Le premier chapitre traite de la « mise en apprentissage » de ces animaux plus ou moins habitués à l’itinérance. La modernisation agricole provoque, dans les années 1960, une « rupture de transmission ». La sédentarisation permet de reproduire « les conditions simplifiées et prévisibles pour lesquelles l’optimisation du rationnement avait été conçue », et les éleveurs peuvent alors se passer des bergers, traditionnellement issus du monde paysan. Mais dans les années 1990, la recherche de fourrages bon marché amène les éleveurs à réactualiser la transhumance. Une nouvelle génération de bergers, d’origine citadine, amoureuse des animaux, est recrutée. Les troupeaux, eux aussi, sont inexpérimentés : il faut tout leur apprendre, de ce qui se mange à comment se déplacer en nombre.

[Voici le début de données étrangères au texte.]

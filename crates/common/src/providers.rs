use async_trait::async_trait;

use crate::{Alert, AlertNotification, AlertPatch, Bar, MarketSnapshot, NewAlert, Result};

/// Source of quotes and price history.
///
/// `Ok(None)` / an empty series means "no data yet" and is not an error:
/// callers skip the symbol and retry on the next cycle.
#[async_trait]
pub trait MarketDataProvider: Send + Sync {
    /// Latest quote for `symbol`.
    async fn latest_snapshot(&self, symbol: &str) -> Result<Option<MarketSnapshot>>;

    /// Price history for `symbol`, oldest bar first.
    async fn series(&self, symbol: &str) -> Result<Vec<Bar>>;
}

/// Persistence for user alerts.
///
/// Implementations must route `update` through `Alert::apply` so the
/// trigger transition stays one-way.
#[async_trait]
pub trait AlertStore: Send + Sync {
    async fn list(&self) -> Result<Vec<Alert>>;

    async fn list_for_user(&self, user_id: &str) -> Result<Vec<Alert>>;

    async fn get(&self, id: &str) -> Result<Option<Alert>>;

    async fn create(&self, alert: NewAlert) -> Result<Alert>;

    async fn update(&self, id: &str, patch: AlertPatch) -> Result<Alert>;

    /// Returns `false` when no alert with `id` existed.
    async fn delete(&self, id: &str) -> Result<bool>;
}

/// Resolves the address a user's alert notifications go to.
#[async_trait]
pub trait UserDirectory: Send + Sync {
    async fn email_for(&self, user_id: &str) -> Result<Option<String>>;
}

/// Delivers triggered-alert notifications. Fire-and-forget from the
/// scheduler's point of view: errors are logged, never retried.
#[async_trait]
pub trait Notifier: Send + Sync {
    async fn notify(&self, notification: &AlertNotification) -> Result<()>;
}
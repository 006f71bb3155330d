use serde::{Deserialize, Serialize};

use common::{Bar, Error, IndicatorConfig, Result};
use indicators::{EmaIndicator, MacdCross, MacdIndicator, RsiIndicator, SmaIndicator};

use crate::expr::Expr;

/// History visible to a rule: every bar up to and including the current one.
#[derive(Debug, Clone, Copy)]
pub struct BarContext<'a> {
    pub bars: &'a [Bar],
    /// Closes of `bars`, same length.
    pub closes: &'a [f64],
}

impl<'a> BarContext<'a> {
    pub fn new(bars: &'a [Bar], closes: &'a [f64]) -> Self {
        debug_assert_eq!(bars.len(), closes.len());
        Self { bars, closes }
    }

    pub fn current(&self) -> Option<&'a Bar> {
        self.bars.last()
    }

    /// The bar `offset` positions before the current one.
    pub fn back(&self, offset: usize) -> Option<&'a Bar> {
        let i = self.bars.len().checked_sub(offset.checked_add(1)?)?;
        self.bars.get(i)
    }

    /// The same history without the current bar.
    fn previous(&self) -> Option<BarContext<'a>> {
        let n = self.bars.len().checked_sub(1)?;
        Some(BarContext::new(&self.bars[..n], &self.closes[..n]))
    }
}

#[derive(Debug, Clone, Copy, PartialEq, Eq, Serialize, Deserialize)]
#[serde(rename_all = "SCREAMING_SNAKE_CASE")]
pub enum Side {
    Above,
    Below,
}

impl Side {
    fn holds(self, value: f64, threshold: f64) -> bool {
        match self {
            Side::Above => value > threshold,
            Side::Below => value < threshold,
        }
    }
}

#[derive(Debug, Clone, Copy, Default, PartialEq, Eq, Serialize, Deserialize)]
#[serde(rename_all = "SCREAMING_SNAKE_CASE")]
pub enum Average {
    #[default]
    Sma,
    Ema,
}

fn default_rsi_period() -> usize {
    14
}

/// Entry or exit condition of a strategy, in serializable form.
///
/// ```toml
/// kind = "MA_CROSS"
/// fast = 20
/// slow = 50
/// direction = "ABOVE"
/// ```
#[derive(Debug, Clone, PartialEq, Serialize, Deserialize)]
#[serde(tag = "kind", rename_all = "SCREAMING_SNAKE_CASE")]
pub enum Rule {
    Always,
    Never,
    /// Close strictly above / below `threshold`.
    PriceThreshold { side: Side, threshold: f64 },
    /// Fast average crosses the slow one on the current bar.
    MaCross {
        fast: usize,
        slow: usize,
        direction: Side,
        #[serde(default)]
        average: Average,
    },
    RsiThreshold {
        #[serde(default = "default_rsi_period")]
        period: usize,
        side: Side,
        threshold: f64,
    },
    /// MACD line crosses its signal line on the current bar.
    MacdCross {
        fast: usize,
        slow: usize,
        signal: usize,
        direction: Side,
    },
    Custom { expression: String },
    All { rules: Vec<Rule> },
    Any { rules: Vec<Rule> },
}

/// A validated rule, ready to evaluate bar after bar.
#[derive(Debug, Clone)]
pub enum CompiledRule {
    Always,
    Never,
    PriceThreshold { side: Side, threshold: f64 },
    MaCross { fast: usize, slow: usize, direction: Side, average: Average },
    RsiThreshold { rsi: RsiIndicator, side: Side, threshold: f64 },
    MacdCross { macd: MacdIndicator, direction: Side },
    Custom(Expr),
    All(Vec<CompiledRule>),
    Any(Vec<CompiledRule>),
}

impl Rule {
    pub fn compile(&self) -> Result<CompiledRule> {
        let period_in_range = |name: &str, value: usize| {
            if value == 0 || value > IndicatorConfig::MAX_PERIOD {
                Err(Error::Strategy(format!(
                    "{name} must be between 1 and {}, got {value}",
                    IndicatorConfig::MAX_PERIOD
                )))
            } else {
                Ok(())
            }
        };

        Ok(match self {
            Rule::Always => CompiledRule::Always,
            Rule::Never => CompiledRule::Never,
            Rule::PriceThreshold { side, threshold } => {
                finite("threshold", *threshold)?;
                CompiledRule::PriceThreshold {
                    side: *side,
                    threshold: *threshold,
                }
            }
            Rule::MaCross {
                fast,
                slow,
                direction,
                average,
            } => {
                period_in_range("MA_CROSS fast period", *fast)?;
                period_in_range("MA_CROSS slow period", *slow)?;
                if fast >= slow {
                    return Err(Error::Strategy(format!(
                        "MA_CROSS fast period ({fast}) must be shorter than slow ({slow})"
                    )));
                }
                CompiledRule::MaCross {
                    fast: *fast,
                    slow: *slow,
                    direction: *direction,
                    average: *average,
                }
            }
            Rule::RsiThreshold {
                period,
                side,
                threshold,
            } => {
                period_in_range("RSI_THRESHOLD period", *period)?;
                finite("threshold", *threshold)?;
                CompiledRule::RsiThreshold {
                    rsi: RsiIndicator::new(*period),
                    side: *side,
                    threshold: *threshold,
                }
            }
            Rule::MacdCross {
                fast,
                slow,
                signal,
                direction,
            } => {
                period_in_range("MACD_CROSS fast period", *fast)?;
                period_in_range("MACD_CROSS slow period", *slow)?;
                period_in_range("MACD_CROSS signal period", *signal)?;
                if fast >= slow {
                    return Err(Error::Strategy(format!(
                        "MACD_CROSS fast period ({fast}) must be shorter than slow ({slow})"
                    )));
                }
                CompiledRule::MacdCross {
                    macd: MacdIndicator::new(*fast, *slow, *signal),
                    direction: *direction,
                }
            }
            Rule::Custom { expression } => CompiledRule::Custom(Expr::parse(expression)?),
            Rule::All { rules } => {
                CompiledRule::All(rules.iter().map(Rule::compile).collect::<Result<_>>()?)
            }
            Rule::Any { rules } => {
                CompiledRule::Any(rules.iter().map(Rule::compile).collect::<Result<_>>()?)
            }
        })
    }
}

fn finite(name: &str, value: f64) -> Result<()> {
    if value.is_finite() {
        Ok(())
    } else {
        Err(Error::Strategy(format!("{name} must be a finite number")))
    }
}

impl CompiledRule {
    /// Whether the rule fires on the last bar of `ctx`. Insufficient history
    /// never fires.
    pub fn evaluate(&self, ctx: &BarContext<'_>) -> bool {
        match self {
            CompiledRule::Always => true,
            CompiledRule::Never => false,
            CompiledRule::PriceThreshold { side, threshold } => ctx
                .current()
                .is_some_and(|bar| side.holds(bar.close, *threshold)),
            CompiledRule::MaCross {
                fast,
                slow,
                direction,
                average,
            } => {
                let spread = |c: &BarContext<'_>| -> Option<f64> {
                    let (f, s) = match average {
                        Average::Sma => (
                            SmaIndicator::new(*fast).compute(c.closes)?,
                            SmaIndicator::new(*slow).compute(c.closes)?,
                        ),
                        Average::Ema => (
                            EmaIndicator::new(*fast).compute(c.closes)?,
                            EmaIndicator::new(*slow).compute(c.closes)?,
                        ),
                    };
                    Some(f - s)
                };
                let Some(prev) = ctx.previous().as_ref().and_then(spread) else {
                    return false;
                };
                let Some(curr) = spread(ctx) else {
                    return false;
                };
                crossed(*direction, prev, curr)
            }
            CompiledRule::RsiThreshold {
                rsi,
                side,
                threshold,
            } => rsi
                .compute(ctx.closes)
                .is_some_and(|value| side.holds(value, *threshold)),
            CompiledRule::MacdCross { macd, direction } => {
                matches!(
                    (macd.crossover(ctx.closes), direction),
                    (Some(MacdCross::Bullish), Side::Above) | (Some(MacdCross::Bearish), Side::Below)
                )
            }
            CompiledRule::Custom(expr) => expr.eval(ctx),
            CompiledRule::All(rules) => rules.iter().all(|r| r.evaluate(ctx)),
            CompiledRule::Any(rules) => rules.iter().any(|r| r.evaluate(ctx)),
        }
    }
}

/// `prev` and `curr` are (fast − slow) on consecutive bars.
fn crossed(direction: Side, prev: f64, curr: f64) -> bool {
    match direction {
        Side::Above => prev <= 0.0 && curr > 0.0,
        Side::Below => prev >= 0.0 && curr < 0.0,
    }
}

#[cfg(test)]
mod tests {
    use super::*;
    use chrono::{Duration, TimeZone, Utc};

    fn bars(closes: &[f64]) -> Vec<Bar> {
        let start = Utc.with_ymd_and_hms(2024, 1, 1, 0, 0, 0).unwrap();
        closes
            .iter()
            .enumerate()
            .map(|(i, &close)| Bar {
                symbol: "TEST".into(),
                timestamp: start + Duration::days(i as i64),
                open: close,
                high: close,
                low: close,
                close,
                volume: 1.0,
            })
            .collect()
    }

    /// Indices at which `rule` fires, evaluating each prefix of `closes`.
    fn firing(rule: &Rule, closes: &[f64]) -> Vec<usize> {
        let compiled = rule.compile().unwrap();
        let bars = bars(closes);
        (0..closes.len())
            .filter(|&i| compiled.evaluate(&BarContext::new(&bars[..=i], &closes[..=i])))
            .collect()
    }

    #[test]
    fn deserializes_tagged_rules() {
        let rule: Rule = serde_json::from_str(
            r#"{"kind":"MA_CROSS","fast":2,"slow":4,"direction":"ABOVE"}"#,
        )
        .unwrap();
        assert_eq!(
            rule,
            Rule::MaCross {
                fast: 2,
                slow: 4,
                direction: Side::Above,
                average: Average::Sma
            }
        );

        let rule: Rule =
            serde_json::from_str(r#"{"kind":"RSI_THRESHOLD","side":"BELOW","threshold":30}"#).unwrap();
        assert_eq!(
            rule,
            Rule::RsiThreshold {
                period: 14,
                side: Side::Below,
                threshold: 30.0
            }
        );
    }

    #[test]
    fn price_threshold_is_strict() {
        let rule = Rule::PriceThreshold {
            side: Side::Above,
            threshold: 2.0,
        };
        assert_eq!(firing(&rule, &[1.0, 2.0, 3.0, 2.0]), vec![2]);
    }

    #[test]
    fn ma_cross_fires_on_the_crossing_bar_only() {
        // SMA(2) vs SMA(4): falling then rising
        let closes = [10.0, 9.0, 8.0, 7.0, 6.0, 8.0, 11.0, 14.0, 17.0];
        let up = Rule::MaCross {
            fast: 2,
            slow: 4,
            direction: Side::Above,
            average: Average::Sma,
        };
        let down = Rule::MaCross {
            fast: 2,
            slow: 4,
            direction: Side::Below,
            average: Average::Sma,
        };
        // Bar 5: sma2 = 7.0, sma4 = 7.25 (below). Bar 6: sma2 = 9.5, sma4 = 8.0 (above)
        assert_eq!(firing(&up, &closes), vec![6]);
        assert!(firing(&down, &closes).is_empty());
    }

    #[test]
    fn rsi_threshold() {
        let falling: Vec<f64> = (0..20).map(|i| 100.0 - i as f64).collect();
        let rule = Rule::RsiThreshold {
            period: 14,
            side: Side::Below,
            threshold: 30.0,
        };
        // RSI needs 15 closes; all-loss series has RSI 0 from then on
        assert_eq!(firing(&rule, &falling), (14..20).collect::<Vec<_>>());
    }

    #[test]
    fn macd_cross_matches_indicator_crossover() {
        let mut closes: Vec<f64> = (0..40).map(|i| 100.0 - i as f64 * 0.5).collect();
        closes.extend((0..20).map(|i| 80.0 + i as f64 * 2.0));
        let rule = Rule::MacdCross {
            fast: 12,
            slow: 26,
            signal: 9,
            direction: Side::Above,
        };
        let fired = firing(&rule, &closes);
        assert_eq!(fired.len(), 1, "one bullish crossover after the reversal: {fired:?}");
        assert!(fired[0] >= 40);
    }

    #[test]
    fn combinators_and_custom() {
        let rule = Rule::All {
            rules: vec![
                Rule::Custom {
                    expression: "close > prev(close)".into(),
                },
                Rule::Any {
                    rules: vec![
                        Rule::PriceThreshold {
                            side: Side::Above,
                            threshold: 4.0,
                        },
                        Rule::Never,
                    ],
                },
            ],
        };
        assert_eq!(firing(&rule, &[1.0, 5.0, 3.0, 6.0, 2.0]), vec![1, 3]);
    }

    #[test]
    fn back_beyond_history_is_none() {
        let closes = [1.0, 2.0, 3.0];
        let bars = bars(&closes);
        let ctx = BarContext::new(&bars, &closes);
        assert_eq!(ctx.back(2).map(|b| b.close), Some(1.0));
        assert!(ctx.back(3).is_none());
        assert!(ctx.back(usize::MAX).is_none());
    }

    #[test]
    fn invalid_rules_fail_to_compile() {
        let bad = [
            Rule::MaCross {
                fast: 50,
                slow: 20,
                direction: Side::Above,
                average: Average::Sma,
            },
            Rule::RsiThreshold {
                period: 0,
                side: Side::Above,
                threshold: 70.0,
            },
            Rule::RsiThreshold {
                period: usize::MAX,
                side: Side::Below,
                threshold: 30.0,
            },
            Rule::MacdCross {
                fast: 12,
                slow: usize::MAX,
                signal: 9,
                direction: Side::Above,
            },
            Rule::MaCross {
                fast: 5,
                slow: IndicatorConfig::MAX_PERIOD + 1,
                direction: Side::Below,
                average: Average::Ema,
            },
            Rule::PriceThreshold {
                side: Side::Above,
                threshold: f64::NAN,
            },
            Rule::Custom {
                expression: "close >".into(),
            },
            Rule::All {
                rules: vec![Rule::Always, Rule::Custom { expression: "1".into() }],
            },
        ];
        for rule in bad {
            assert!(matches!(rule.compile(), Err(Error::Strategy(_))), "{rule:?}");
        }
    }
}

Les chapitres suivants éclairent différents aspects de ces boucles d’apprentissages réciproques. Le « bon » berger déploie un art de l’attention et construit une relation de confiance avec son troupeau (chapitre 2). La « mène » ne peut pas être réduite au conditionnement des animaux. Les auteurs donnent des exemples de « conduites créatives face à des événements qui demandent des ajustements fins et non des réflexes stéréotypés » (chapitre 3). « Créer un troupeau, c’est agir sur les relations », défaire des clans, s'appuyer sur des individus prescripteurs, pour composer d'autres cohésions, « collectives cette fois » (chapitre 4). Cette « politique du troupeau » débouche sur une méditation sur la contribution du pastoralisme à la formation et l’entretien des paysages : « manger comme art d’habiter » (chapitre 5). Ce livre, d’une grande qualité littéraire, réserve une large place à des extraits d’entretiens avec les bergers, et peut intéresser un large public.